The previous edition mixed up leads and lead electrodes (for example, putting a signal on RA/R results in a signal on Leads I, II, aVx, and Vx) so the criteria never made any sense. In practice the test needed to be adapted.

Fortunately, this test has now been corrected and updated to give clear direction on where lead electrodes should be connected and also which leads to inspect for crosstalk. The test is the same as in IEC 60601-2-27:2011.


In step c) of the compliance test, the standard says to inspect Leads I, II and III, but this appears to be a "cut and paste" typographical mistake. The correct lead is only Lead I (Leads II, III will have a large signal not related to crosstalk). Similarly, in step d) this should be only Lead III. Steps e), f) and g) are all correct. High frequency response Change

For frequency response, previously all tests A to E were applied, in the new standard only tests (A and E) or (A, B, C and D) are required.

Also the limit for test E has been slightly reduced (made stricter) from -12% to -10%. Low frequency response Change

The allowable slope has been changed from 250uV/s to 300uV/s, perhaps in recognition that a single pole 0.05Hz high pass filter (typically used in many ECGs) could not pass the 250uV/s limit. Theoretical simulations showed that 0.05Hz single pole filter produces a slope of 286uV/s.

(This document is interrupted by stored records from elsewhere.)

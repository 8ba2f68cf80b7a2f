use std::fmt;
use std::str::FromStr;

use chrono::{DateTime, Utc};
use rust_decimal::Decimal;
use serde::{Deserialize, Serialize};

use super::{AccountId, Amount, TransitionError, generate_id};

pub type RequestId = String;

/// Lifecycle of a loan request. Both `Fulfilled` and `Cancelled` are terminal,
/// and cancelled requests stay in the book.
#[derive(Debug, Clone, Copy, PartialEq, Eq, Hash, Serialize, Deserialize)]
pub enum RequestStatus {
    Pending,
    Fulfilled,
    Cancelled,
}

impl RequestStatus {
    pub fn as_str(&self) -> &'static str {
        match self {
            RequestStatus::Pending => "Pending",
            RequestStatus::Fulfilled => "Fulfilled",
            RequestStatus::Cancelled => "Cancelled",
        }
    }

    /// Transition table for requests.
    pub fn can_transition_to(self, next: RequestStatus) -> bool {
        use RequestStatus::*;
        matches!((self, next), (Pending, Fulfilled) | (Pending, Cancelled))
    }

    pub fn is_terminal(self) -> bool {
        !matches!(self, RequestStatus::Pending)
    }
}

impl FromStr for RequestStatus {
    type Err = String;

    fn from_str(s: &str) -> Result<Self, Self::Err> {
        match s.to_lowercase().as_str() {
            "pending" => Ok(RequestStatus::Pending),
            "fulfilled" => Ok(RequestStatus::Fulfilled),
            "cancelled" => Ok(RequestStatus::Cancelled),
            other => Err(format!("unknown request status: {}", other)),
        }
    }
}

impl fmt::Display for RequestStatus {
    fn fmt(&self, f: &mut fmt::Formatter<'_>) -> fmt::Result {
        write!(f, "{}", self.as_str())
    }
}

/// A borrower-initiated ask for funds.
#[derive(Debug, Clone, PartialEq, Eq, Serialize, Deserialize)]
#[serde(rename_all = "camelCase")]
pub struct LoanRequest {
    pub id: RequestId,
    pub borrower: AccountId,
    #[serde(rename = "amount")]
    pub principal: Amount,
    pub purpose: String,
    pub status: RequestStatus,
    #[serde(rename = "timestamp", with = "chrono::serde::ts_milliseconds")]
    pub created_at: DateTime<Utc>,
}

impl LoanRequest {
    pub fn new(
        borrower: AccountId,
        principal: Amount,
        purpose: impl Into<String>,
        now: DateTime<Utc>,
    ) -> Self {
        Self {
            id: generate_id("req", now),
            borrower,
            principal,
            purpose: purpose.into(),
            status: RequestStatus::Pending,
            created_at: now,
        }
    }

    pub fn with_id(mut self, id: impl Into<RequestId>) -> Self {
        self.id = id.into();
        self
    }

    pub fn is_pending(&self) -> bool {
        self.status == RequestStatus::Pending
    }

    pub fn is_borrower(&self, account: &str) -> bool {
        self.borrower == account
    }

    /// Check a stored record: a borrower, a positive principal and a purpose.
    pub fn check_consistency(&self) -> Result<(), String> {
        if self.borrower.trim().is_empty() {
            return Err("borrower is blank".to_string());
        }
        validate_request_terms(self.principal, &self.purpose)
    }

    pub fn fulfill(&mut self) -> Result<(), TransitionError> {
        self.transition(RequestStatus::Fulfilled)
    }

    pub fn cancel(&mut self) -> Result<(), TransitionError> {
        self.transition(RequestStatus::Cancelled)
    }

    fn transition(&mut self, next: RequestStatus) -> Result<(), TransitionError> {
        if !self.status.can_transition_to(next) {
            return Err(TransitionError::new(self.status.as_str(), next.as_str()));
        }
        self.status = next;
        Ok(())
    }
}

/// Check a new request: positive principal and a non-blank purpose.
pub fn validate_request_terms(principal: Amount, purpose: &str) -> Result<(), String> {
    if principal <= Decimal::ZERO {
        return Err("Amount must be positive".to_string());
    }
    if purpose.trim().is_empty() {
        return Err("Purpose must not be empty".to_string());
    }
    Ok(())
}

#[cfg(test)]
mod tests {
    use rust_decimal_macros::dec;

    use super::*;

    fn sample_request() -> LoanRequest {
        LoanRequest::new("0xD".into(), dec!(1.0), "rent", Utc::now())
    }

    #[test]
    fn test_new_request_is_pending() {
        let request = sample_request();
        assert!(request.is_pending());
        assert!(request.id.starts_with("req-"));
        assert!(request.is_borrower("0xD"));
        assert!(!request.is_borrower("0xE"));
    }

    #[test]
    fn test_transition_table() {
        use RequestStatus::*;
        assert!(Pending.can_transition_to(Fulfilled));
        assert!(Pending.can_transition_to(Cancelled));
        assert!(!Fulfilled.can_transition_to(Pending));
        assert!(!Fulfilled.can_transition_to(Cancelled));
        assert!(!Cancelled.can_transition_to(Pending));
        assert!(!Cancelled.can_transition_to(Fulfilled));
        assert!(!Pending.can_transition_to(Pending));
    }

    #[test]
    fn test_fulfilled_request_cannot_be_cancelled() {
        let mut request = sample_request();
        request.fulfill().unwrap();

        let err = request.cancel().unwrap_err();
        assert_eq!(err, TransitionError::new("Fulfilled", "Cancelled"));
        assert_eq!(request.status, RequestStatus::Fulfilled);
    }

    #[test]
    fn test_cancelled_request_cannot_be_fulfilled() {
        let mut request = sample_request();
        request.cancel().unwrap();

        assert!(request.fulfill().is_err());
        assert_eq!(request.status, RequestStatus::Cancelled);
        assert!(request.status.is_terminal());
    }

    #[test]
    fn test_validate_request_terms() {
        assert!(validate_request_terms(dec!(1.0), "rent").is_ok());
        assert!(validate_request_terms(dec!(0), "rent").is_err());
        assert!(validate_request_terms(dec!(1.0), "").is_err());
        assert!(validate_request_terms(dec!(1.0), "   ").is_err());
    }

    #[test]
    fn test_decode_ignores_unknown_fields() {
        let json = r#"{
            "id": "req-001",
            "borrower": "0xD",
            "amount": "0.5",
            "purpose": "Business expansion",
            "status": "Pending",
            "timestamp": 1700000000000,
            "collateral": "none"
        }"#;
        let request: LoanRequest = serde_json::from_str(json).unwrap();
        assert_eq!(request.principal, dec!(0.5));
        assert_eq!(request.created_at.timestamp_millis(), 1_700_000_000_000);
    }

    #[test]
    fn test_decode_rejects_missing_purpose() {
        let json = r#"{
            "id": "req-001",
            "borrower": "0xD",
            "amount": "0.5",
            "status": "Pending",
            "timestamp": 1700000000000
        }"#;
        assert!(serde_json::from_str::<LoanRequest>(json).is_err());
    }
}
use std::collections::HashSet;
use std::sync::Arc;

use anyhow::{Context, Result, bail};
use serde::Serialize;
use serde::de::DeserializeOwned;

use crate::domain::{LoanOffer, LoanRequest};

use super::Store;

/// Default key for the offers collection.
pub const OFFERS_KEY: &str = "loan_offers";

/// Default key for the requests collection.
pub const REQUESTS_KEY: &str = "loan_requests";

/// Typed access to the two persisted collections.
///
/// Each collection is a JSON array of records stored under its own key.
/// Decoding is strict about required fields and lenient about unknown ones;
/// a collection that fails to decode is reported as corrupt instead of being
/// replaced.
#[derive(Clone)]
pub struct Repository {
    store: Arc<dyn Store>,
    offers_key: String,
    requests_key: String,
}

impl Repository {
    pub fn new(store: Arc<dyn Store>, offers_key: String, requests_key: String) -> Self {
        Self {
            store,
            offers_key,
            requests_key,
        }
    }

    /// Repository using the default keys.
    pub fn with_default_keys(store: Arc<dyn Store>) -> Self {
        Self::new(store, OFFERS_KEY.to_string(), REQUESTS_KEY.to_string())
    }

    pub async fn load_offers(&self) -> Result<Option<Vec<LoanOffer>>> {
        let offers: Option<Vec<LoanOffer>> = self.load_collection(&self.offers_key).await?;
        if let Some(offers) = &offers {
            ensure_unique(&self.offers_key, offers.iter().map(|o| o.id.as_str()))?;
            ensure_consistent(
                &self.offers_key,
                offers.iter().map(|o| (o.id.as_str(), o.check_consistency())),
            )?;
        }
        Ok(offers)
    }

    pub async fn load_requests(&self) -> Result<Option<Vec<LoanRequest>>> {
        let requests: Option<Vec<LoanRequest>> = self.load_collection(&self.requests_key).await?;
        if let Some(requests) = &requests {
            ensure_unique(&self.requests_key, requests.iter().map(|r| r.id.as_str()))?;
            ensure_consistent(
                &self.requests_key,
                requests.iter().map(|r| (r.id.as_str(), r.check_consistency())),
            )?;
        }
        Ok(requests)
    }

    pub async fn save_offers(&self, offers: &[LoanOffer]) -> Result<()> {
        let encoded = encode(offers).context("Failed to encode offers")?;
        self.store
            .save(&self.offers_key, &encoded)
            .await
            .context("Failed to save offers")
    }

    pub async fn save_requests(&self, requests: &[LoanRequest]) -> Result<()> {
        let encoded = encode(requests).context("Failed to encode requests")?;
        self.store
            .save(&self.requests_key, &encoded)
            .await
            .context("Failed to save requests")
    }

    /// Save both collections as one unit.
    pub async fn save_all(&self, offers: &[LoanOffer], requests: &[LoanRequest]) -> Result<()> {
        let entries = vec![
            (
                self.offers_key.clone(),
                encode(offers).context("Failed to encode offers")?,
            ),
            (
                self.requests_key.clone(),
                encode(requests).context("Failed to encode requests")?,
            ),
        ];
        self.store
            .save_all(&entries)
            .await
            .context("Failed to save offers and requests")
    }

    async fn load_collection<T: DeserializeOwned>(&self, key: &str) -> Result<Option<Vec<T>>> {
        let raw = self
            .store
            .load(key)
            .await
            .with_context(|| format!("Failed to load '{}'", key))?;

        match raw {
            Some(raw) => {
                let records = serde_json::from_str(&raw)
                    .with_context(|| format!("Stored collection '{}' is corrupt", key))?;
                Ok(Some(records))
            }
            None => Ok(None),
        }
    }
}

fn encode<T: Serialize>(records: &[T]) -> Result<String> {
    Ok(serde_json::to_string(records)?)
}

fn ensure_unique<'a>(key: &str, ids: impl Iterator<Item = &'a str>) -> Result<()> {
    let mut seen = HashSet::new();
    for id in ids {
        if !seen.insert(id) {
            bail!("Stored collection '{}' is corrupt: duplicate id {}", key, id);
        }
    }
    Ok(())
}

fn ensure_consistent<'a>(
    key: &str,
    checks: impl Iterator<Item = (&'a str, Result<(), String>)>,
) -> Result<()> {
    for (id, check) in checks {
        if let Err(reason) = check {
            bail!("Stored collection '{}' is corrupt: record {}: {}", key, id, reason);
        }
    }
    Ok(())
}
use rust_decimal::Decimal;
use serde::{Deserialize, Serialize};

use super::{LoanOffer, LoanRequest, OfferStatus, Rate, RequestStatus};

/// Market-wide counters shown next to the order book.
#[derive(Debug, Clone, PartialEq, Eq, Serialize, Deserialize)]
pub struct MarketStats {
    pub open_offers: usize,
    pub pending_requests: usize,
    /// Mean interest rate over open offers, `None` when there are none
    pub average_open_rate: Option<Rate>,
}

/// Per-account counters.
#[derive(Debug, Clone, Default, PartialEq, Eq, Serialize, Deserialize)]
pub struct AccountStats {
    /// Active loans where the account is lender or borrower
    pub active_loans: usize,
    /// Open offers the account is party to
    pub open_offers: usize,
    pub pending_requests: usize,
}

/// All offers still waiting for a borrower.
pub fn open_offers(offers: &[LoanOffer]) -> Vec<LoanOffer> {
    offers
        .iter()
        .filter(|o| o.status == OfferStatus::Open)
        .cloned()
        .collect()
}

/// All requests still waiting for a lender.
pub fn pending_requests(requests: &[LoanRequest]) -> Vec<LoanRequest> {
    requests
        .iter()
        .filter(|r| r.status == RequestStatus::Pending)
        .cloned()
        .collect()
}

/// Offers where the account is lender or borrower.
pub fn offers_for_account(offers: &[LoanOffer], account: &str) -> Vec<LoanOffer> {
    offers
        .iter()
        .filter(|o| o.involves(account))
        .cloned()
        .collect()
}

/// Requests created by the account.
pub fn requests_for_account(requests: &[LoanRequest], account: &str) -> Vec<LoanRequest> {
    requests
        .iter()
        .filter(|r| r.is_borrower(account))
        .cloned()
        .collect()
}

/// Arithmetic mean of the interest rate. Returns `None` for an empty set.
pub fn average_interest_rate(offers: &[LoanOffer]) -> Option<Rate> {
    if offers.is_empty() {
        return None;
    }
    let total: Decimal = offers.iter().map(|o| o.interest_rate).sum();
    Some(total / Decimal::from(offers.len()))
}

pub fn market_stats(offers: &[LoanOffer], requests: &[LoanRequest]) -> MarketStats {
    let open = open_offers(offers);
    MarketStats {
        open_offers: open.len(),
        pending_requests: requests.iter().filter(|r| r.is_pending()).count(),
        average_open_rate: average_interest_rate(&open),
    }
}

pub fn account_stats(
    offers: &[LoanOffer],
    requests: &[LoanRequest],
    account: &str,
) -> AccountStats {
    let (active_loans, open_offers) = offers
        .iter()
        .filter(|o| o.involves(account))
        .fold((0, 0), |(active, open), offer| match offer.status {
            OfferStatus::Active => (active + 1, open),
            OfferStatus::Open => (active, open + 1),
            _ => (active, open),
        });

    AccountStats {
        active_loans,
        open_offers,
        pending_requests: requests
            .iter()
            .filter(|r| r.is_borrower(account) && r.is_pending())
            .count(),
    }
}

#[cfg(test)]
mod tests {
    use chrono::Utc;
    use rust_decimal_macros::dec;

    use super::*;

    fn offer(lender: &str, rate: Decimal) -> LoanOffer {
        LoanOffer::new(lender.into(), dec!(1), rate, 30, Utc::now())
    }

    fn request(borrower: &str) -> LoanRequest {
        LoanRequest::new(borrower.into(), dec!(1), "rent", Utc::now())
    }

    #[test]
    fn test_average_interest_rate_empty() {
        assert_eq!(average_interest_rate(&[]), None);
    }

    #[test]
    fn test_average_interest_rate() {
        let offers = vec![offer("0xA", dec!(5)), offer("0xB", dec!(7))];
        assert_eq!(average_interest_rate(&offers), Some(dec!(6)));

        let offers = vec![
            offer("0xA", dec!(4.5)),
            offer("0xB", dec!(5.5)),
            offer("0xC", dec!(8)),
        ];
        assert_eq!(average_interest_rate(&offers), Some(dec!(6)));
    }

    #[test]
    fn test_open_offers_excludes_active() {
        let mut active = offer("0xA", dec!(7));
        active.accept("0xB".into()).unwrap();
        let offers = vec![offer("0xA", dec!(5)), active];

        let open = open_offers(&offers);
        assert_eq!(open.len(), 1);
        assert_eq!(open[0].interest_rate, dec!(5));
    }

    #[test]
    fn test_offers_for_account_matches_both_sides() {
        let mut lent = offer("0xA", dec!(5));
        lent.accept("0xB".into()).unwrap();
        let offers = vec![lent, offer("0xB", dec!(6)), offer("0xC", dec!(7))];

        assert_eq!(offers_for_account(&offers, "0xA").len(), 1);
        assert_eq!(offers_for_account(&offers, "0xB").len(), 2);
        assert_eq!(offers_for_account(&offers, "0xD").len(), 0);
    }

    #[test]
    fn test_requests_views() {
        let mut cancelled = request("0xD");
        cancelled.cancel().unwrap();
        let requests = vec![request("0xD"), cancelled, request("0xE")];

        assert_eq!(pending_requests(&requests).len(), 2);
        assert_eq!(requests_for_account(&requests, "0xD").len(), 2);
    }

    #[test]
    fn test_market_and_account_stats() {
        let mut active = offer("0xA", dec!(9));
        active.accept("0xB".into()).unwrap();
        let offers = vec![active, offer("0xA", dec!(4)), offer("0xC", dec!(6))];
        let requests = vec![request("0xB"), request("0xA")];

        let market = market_stats(&offers, &requests);
        assert_eq!(market.open_offers, 2);
        assert_eq!(market.pending_requests, 2);
        assert_eq!(market.average_open_rate, Some(dec!(5)));

        let stats = account_stats(&offers, &requests, "0xA");
        assert_eq!(
            stats,
            AccountStats {
                active_loans: 1,
                open_offers: 1,
                pending_requests: 1,
            }
        );
        assert_eq!(account_stats(&offers, &requests, "0xZ"), AccountStats::default());
    }
}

Problem Minor mistake in the standard: the requirement statement does not include the limit for the slope of 300uV/s. This is however included in the compliance statement. Linearity and dynamic range Change / problem

The previous test method used a 1mVpp signal, but required the minimum gain. For an ECG with typical minimum gain of 2.5mm/mV, this meant that the test signal was only 2.5mm, which then conflicted with the diagram.

The new standard corrected this, but made the slight mistake of saying "10mV" rather than "10mm". But the test only makes sense if 10mm is used. Time and event markers Change / problem

It appears as if the authors of the standard were getting a bit tired by this stage.

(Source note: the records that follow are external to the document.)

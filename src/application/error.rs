use thiserror::Error;

use crate::domain::TransitionError;

#[derive(Error, Debug)]
pub enum LedgerError {
    #[error("No account connected")]
    Unauthenticated,

    #[error("Invalid input: {0}")]
    InvalidInput(String),

    #[error("Loan offer not found: {0}")]
    OfferNotFound(String),

    #[error("Loan request not found: {0}")]
    RequestNotFound(String),

    #[error("Cannot {operation} {entity} {id}: status is {status}")]
    InvalidState {
        operation: &'static str,
        entity: &'static str,
        id: String,
        status: &'static str,
    },

    #[error("Loan {0} is not in default")]
    NotInDefault(String),

    #[error("{0}")]
    Forbidden(String),

    #[error("Identity provider unavailable: {0}")]
    IdentityUnavailable(#[source] anyhow::Error),

    #[error("Persistence failure: {0}")]
    Persistence(#[from] anyhow::Error),
}

impl LedgerError {
    pub(crate) fn invalid_state(
        operation: &'static str,
        entity: &'static str,
        id: &str,
        err: TransitionError,
    ) -> Self {
        LedgerError::InvalidState {
            operation,
            entity,
            id: id.to_string(),
            status: err.from,
        }
    }

    pub fn is_not_found(&self) -> bool {
        matches!(
            self,
            LedgerError::OfferNotFound(_) | LedgerError::RequestNotFound(_)
        )
    }

    /// True for failures of a collaborator rather than of the request itself;
    /// the same call may succeed later.
    pub fn is_retryable(&self) -> bool {
        matches!(
            self,
            LedgerError::Persistence(_) | LedgerError::IdentityUnavailable(_)
        )
    }
}
pub mod application;
pub mod cli;
pub mod config;
pub mod domain;
pub mod identity;
pub mod io;
pub mod notify;
pub mod storage;

pub use application::{LedgerError, LoanLedger};
pub use config::LedgerConfig;
pub use domain::*;
pub use storage::{MemoryStore, SqliteStore, Store};
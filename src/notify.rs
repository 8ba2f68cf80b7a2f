use std::fmt;
use std::sync::Mutex;

use serde::{Deserialize, Serialize};

#[derive(Debug, Clone, Copy, PartialEq, Eq, Serialize, Deserialize)]
#[serde(rename_all = "lowercase")]
pub enum NoticeKind {
    Success,
    Error,
    Info,
}

impl fmt::Display for NoticeKind {
    fn fmt(&self, f: &mut fmt::Formatter<'_>) -> fmt::Result {
        let s = match self {
            NoticeKind::Success => "success",
            NoticeKind::Error => "error",
            NoticeKind::Info => "info",
        };
        write!(f, "{}", s)
    }
}

/// A message produced by a ledger operation.
#[derive(Debug, Clone, PartialEq, Eq, Serialize, Deserialize)]
pub struct Notice {
    pub kind: NoticeKind,
    pub message: String,
}

/// Receives one notice per completed or failed operation.
/// Fire-and-forget: the ledger never looks at the outcome.
pub trait Notifier: Send + Sync {
    fn notify(&self, kind: NoticeKind, message: &str);
}

/// Drops every notice.
#[derive(Debug, Default, Clone, Copy)]
pub struct NullNotifier;

impl Notifier for NullNotifier {
    fn notify(&self, _kind: NoticeKind, _message: &str) {}
}

/// Forwards notices to `tracing`.
#[derive(Debug, Default, Clone, Copy)]
pub struct TracingNotifier;

impl Notifier for TracingNotifier {
    fn notify(&self, kind: NoticeKind, message: &str) {
        match kind {
            NoticeKind::Success | NoticeKind::Info => tracing::info!(%kind, "{}", message),
            NoticeKind::Error => tracing::warn!(%kind, "{}", message),
        }
    }
}

/// Keeps notices in memory so a UI (or a test) can drain them.
#[derive(Debug, Default)]
pub struct RecordingNotifier {
    notices: Mutex<Vec<Notice>>,
}

impl RecordingNotifier {
    pub fn new() -> Self {
        Self::default()
    }

    /// Snapshot of everything received so far.
    pub fn notices(&self) -> Vec<Notice> {
        self.notices
            .lock()
            .map(|notices| notices.clone())
            .unwrap_or_default()
    }

    /// Remove and return everything received so far.
    pub fn drain(&self) -> Vec<Notice> {
        self.notices
            .lock()
            .map(|mut notices| std::mem::take(&mut *notices))
            .unwrap_or_default()
    }
}

impl Notifier for RecordingNotifier {
    fn notify(&self, kind: NoticeKind, message: &str) {
        if let Ok(mut notices) = self.notices.lock() {
            notices.push(Notice {
                kind,
                message: message.to_string(),
            });
        }
    }
}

Both editions of the standard fail to provide a test method, and it is not really clear what to do. The compliance statement is effectively "X shall be accurate to within 2% of X", which makes no sense.

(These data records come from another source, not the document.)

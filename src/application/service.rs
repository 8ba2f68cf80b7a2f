use std::sync::Arc;

use chrono::{DateTime, Utc};
use tokio::sync::RwLock;

use crate::config::LedgerConfig;
use crate::domain::{
    AccountId, AccountStats, Amount, DefaultRule, LoanId, LoanOffer, LoanRequest, MarketStats,
    OfferStatus, Rate, RequestId, account_stats, current_timestamp, demo_offers, demo_requests,
    generate_id, market_stats, normalize_account, offers_for_account, open_offers,
    pending_requests, requests_for_account, validate_offer_terms, validate_request_terms,
};
use crate::identity::IdentityProvider;
use crate::notify::{NoticeKind, Notifier};
use crate::storage::{Repository, SqliteStore, Store};

use super::LedgerError;

/// The loan book: offers and requests, their lifecycle, and who may move them.
///
/// Handles are cheap to clone and share one book. Every mutation runs under the
/// book's write lock from precondition check to persisted write, so two callers
/// racing on the same id are serialized and only one of them can win.
#[derive(Clone)]
pub struct LoanLedger {
    core: Arc<LedgerCore>,
    identity: Arc<dyn IdentityProvider>,
    notifier: Arc<dyn Notifier>,
}

struct LedgerCore {
    book: RwLock<Book>,
    repo: Repository,
    config: LedgerConfig,
}

#[derive(Debug, Clone, Default)]
struct Book {
    offers: Vec<LoanOffer>,
    requests: Vec<LoanRequest>,
}

/// Which collections a mutation writes back.
#[derive(Debug, Clone, Copy)]
enum Touches {
    Offers,
    Requests,
    Both,
}

/// Result of funding a request
#[derive(Debug, Clone)]
pub struct Fulfillment {
    pub request: LoanRequest,
    pub loan: LoanOffer,
}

In the latest edition, things have got worse, with the reference to test conditions referring to a clause that has no test conditions (

In practice one would expect the time markers to be accurate to within 2% compared to either a reference signal (e.g. 1Hz for time makers of 1s), and/or against the printed grid.

Of course, all of this really has not much impact in the digital world with crystal accuracy of 50ppm (software bugs notwithstanding). Pacemaker tests Change

The previous pacemaker tests (51.109.1 and 51.109.2) have been combined and extensively reworked:

  • The requirement statement has been changed to include pacing pulses of 2mV to 250mV and durations 0.5 to 2.0ms
  • The test circuit for pacemaker has been defined
  • the point of measurement of amplitude after the pulse is changed from 50ms to 120ms (3mm)
  • the test with the triangle pulse (or CAL ECGs) is removed
  • the test method now includes a calibration step (item e)) to ensure the 2mV pulse is accurate
  • there is now no requirement to declare the impact of filters
  • (big point) the test is now clearly required for all electrodes, tested one by one as per Table 201.108

Although the requirement statement refers to 0.1ms, there is no test for this. 

Also, the status of filters is not clear. Most ECGs use hardware or software "blanking" when a pacing pulse is detected, leaving a clean ECG signal for further processing including filters. This means that the filter setting has no impact on how the ECG responds. However, some manufacturers don't use this method, allowing the display to be heavily distorted with the pulse, with the distortion varying greatly depending on the filters used. Ideally, the standard should encourage the former approach, but at least if heavy distortion can occur for some filter settings, this should be declared.